Earlier, the Russian Foreign Ministry called Britain's accusations "completely insane."
British Prime Minister Theresa May on March 15 announced the biggest expulsion of Russian diplomats in 30 years, the suspension of planned high-level contacts with Russia, and a boycott by government officials and royal family members of the soccer World Cup that Russia is hosting in June and July.
"There is no alternative conclusion, other than that the Russian state was culpable for the attempted murder" of Sergei Skripal, 66, and his 33-year-old daughter Yulia, "and for threatening the lives of other British citizens” in the southern English city of Salisbury, May said.
Condemning the "unlawful use of force by the Russian state against the United Kingdom,” May said Britain "will freeze Russian state assets wherever we have the evidence that they may be used to threaten the life or property" of its citizens or residents.
Speaking to journalists about the incident, Macron said on March 15 that "everything leads us to believe that responsibility is in fact attributable to Russia."
He said he would "announce in the coming days the measures that we intend to take."
In Brussels, Stoltenberg said the attack in Salisbury was "unacceptable. It has no place in a civilized world."
He added that Britain could count on NATO's solidarity, but said there has been no request by London to activate the alliance's mutual defense clause.

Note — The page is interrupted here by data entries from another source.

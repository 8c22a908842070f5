//! A minimal interactive shell.
//!
//! Input lines are split on whitespace by the [`lexer`], classified by the
//! [`parser`] into a plain command, a command with redirections, or a pipeline,
//! and run by the [`orchestrator`], which wires files and pipes to child
//! processes. A handful of built-ins (`cd`, `pwd`, `history`, `exit`) run inside
//! the shell process itself.
//!
//! The main entry point is [`Interpreter`], which owns the shell state and drives
//! the read-classify-execute loop.

mod builtin;
pub mod command;
pub mod config;
pub mod env;
pub mod external;
pub mod history;
mod interpreter;
pub mod lexer;
pub mod orchestrator;
pub mod parser;
pub mod signal;

/// Just a convenient re-export of the interactive command runner.
///
/// See [`Interpreter`] for the high-level API and examples.
pub use interpreter::Interpreter;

"The attack in Salisbury happened against a backdrop of a pattern we have seen over many years," the NATO chief also said.

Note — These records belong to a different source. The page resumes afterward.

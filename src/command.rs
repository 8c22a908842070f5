use crate::env::Environment;
use anyhow::Result;
use std::io::Write;
use std::process::ExitStatus;

/// Conventional process exit code type used by this crate.
///
/// A value of 0 indicates success; any non-zero value indicates failure.
/// This mirrors the convention used by POSIX shells and many command-line tools.
pub type ExitCode = i32;

/// Status of a command that failed before its program could run, e.g. because
/// a redirection file could not be opened.
pub const EXIT_FAILURE: ExitCode = 1;
/// Status of a line the classifier rejected.
pub const EXIT_INVALID_LINE: ExitCode = 2;
/// Status of a program that exists but could not be executed.
pub const EXIT_NOT_EXECUTABLE: ExitCode = 126;
/// Status of a program that could not be found.
pub const EXIT_NOT_FOUND: ExitCode = 127;

/// Object-safe trait for a command that runs inside the shell process.
///
/// This is implemented by built-ins via a blanket impl.
pub trait ExecutableCommand {
    /// Executes the command, writing its output to `stdout`.
    fn execute(self: Box<Self>, stdout: &mut dyn Write, env: &mut Environment)
    -> Result<ExitCode>;
}

/// Factory that tries to create a command from a name and its arguments.
///
/// Returns `None` when the factory doesn't recognize the `name`.
pub trait CommandFactory {
    /// Attempt to create a command instance for the provided name and arguments.
    fn try_create(
        &self,
        env: &Environment,
        name: &str,
        args: &[&str],
    ) -> Option<Box<dyn ExecutableCommand>>;
}

/// Maps the exit status of a child to the code a shell reports for it.
pub fn exit_code(status: ExitStatus) -> ExitCode {
    match status.code() {
        Some(code) => code,
        None => terminated_by_signal(status),
    }
}

#[cfg(unix)]
fn terminated_by_signal(exit_status: ExitStatus) -> ExitCode {
    use std::os::unix::process::ExitStatusExt;
    if let Some(signal) = ExitStatusExt::signal(&exit_status) {
        128 + signal
    } else if ExitStatusExt::core_dumped(&exit_status) {
        255
    } else {
        -1
    }
}

#[cfg(not(unix))]
fn terminated_by_signal(_exit_status: ExitStatus) -> ExitCode {
    -1
}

He cited Russia’s aggression in Ukraine, its military presence in Georgia and Moldova "against these countries' will," "meddling" in the Western Balkans, "attempts to subvert democratic elections and institutions," and the "military buildup from the North of Europe to the Middle East."
Late on March 14, the White House said the United States "shares the United Kingdom's assessment that Russia is responsible for the attack" on the Skripals.
A statement said it was "working together" with allies "to ensure that this kind of abhorrent attack does not happen again," but proposed no immediate response.
Skripal, a retired Russian military intelligence colonel, was convicted by a Moscow military court in 2006 of high treason for passing secrets to Britain's Secret Intelligence Service, commonly known as MI6.
He was one of four Russian prisoners released in 2010 in exchange for 10 Russian sleeper agents detained in the United States. He later became a British citizen, British authorities said.